Asexual reproduction, however, is much more efficient. Organisms that reproduce asexually have no need to expend large amounts of energy in order to find a mate. Also, asexually reproducing organisms have twice as many offspring as sexually reproducing organisms. "If females [of a sexually reproducing species] have fewer than two children, the population shrinks; more than two, and the population grows," says Judson. "In an asexual population, however, each female needs to have only one child for the population to remain the same size. More than one, and the population will grow" (215).

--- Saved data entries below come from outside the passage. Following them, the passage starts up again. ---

use hyper::http;
use std::{io, sync};
use thiserror::Error;

#[derive(Debug, Error)]
pub enum Error {
    #[error("Malformed frame: {0}")]
    MalformedFrame(String),
    #[error("The recording has already been started")]
    AlreadyRunning,
    #[error("Invalid encoder state: {0}")]
    InvalidState(&'static str),
    #[error("Invalid scenario: {0}")]
    InvalidScenario(String),
    #[error("Xml error: {0}")]
    XmlError(#[from] quick_xml::Error),
    #[error("IoError: {0}")]
    IoError(#[from] io::Error),
    #[error("Watch error: {0}")]
    WatchError(#[from] notify::Error),
    #[error("The lock was poisoned")]
    PoisonedLock,
    #[error("The recording thread panicked")]
    ThreadPanicked,
    #[error("Invalid header name")]
    InvalidHeaderName,
    #[error("Invalid header value")]
    InvalidHeaderValue,
    #[error("Invalid uri: {0}")]
    InvalidUri(String),
    #[error("Hyper error: {0}")]
    HyperError(#[from] hyper::Error),
    #[error("Http Error: {0}")]
    HttpError(#[from] http::Error),
}

impl<T> From<sync::PoisonError<T>> for Error {
    fn from(_: sync::PoisonError<T>) -> Self {
        Error::PoisonedLock
    }
}

impl From<quick_xml::events::attributes::AttrError> for Error {
    fn from(e: quick_xml::events::attributes::AttrError) -> Self {
        Error::XmlError(e.into())
    }
}

impl From<hyper::header::InvalidHeaderName> for Error {
    fn from(_: hyper::header::InvalidHeaderName) -> Self {
        Error::InvalidHeaderName
    }
}

impl From<hyper::header::InvalidHeaderValue> for Error {
    fn from(_: hyper::header::InvalidHeaderValue) -> Self {
        Error::InvalidHeaderValue
    }
}

impl From<http::uri::InvalidUri> for Error {
    fn from(e: http::uri::InvalidUri) -> Self {
        Error::InvalidUri(e.to_string())
    }
}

On the flip side, organisms that engage in asexual reproduction usually die out after a short amount of time either because of harmful mutations or viruses. According to Muller's ratchet, one of the theories attempting to explain why species that reproduce asexually tend to die out quickly, asexually reproducing populations die out because the number of harmful mutations will inevitably grow. Kondrashov's hatchet, another one of these theories, disagrees. It says that each individual can hold some amount of slightly harmful mutations until they die. Because sexually reproducing populations shuffle genes, the unlucky organisms with too many harmful mutations die. However, in asexually reproducing populations, many organisms will die due to bad mutations, as their only way to change their genes is mutation. Because asexually reproducing organisms mostly have the same genes as each other, it is easy for them to be killed by viruses. This is known as the Red Queen.

Something that confused me was Muller's ratchet and Kondrashov's hatchet. They both seem to have the same point. Also, why does Muller's ratchet need assumptions to be met when Kondrashov's hatchet does not? I want to learn about how scientists found out that there are two different types of reproduction, and if it's possible to control mutations.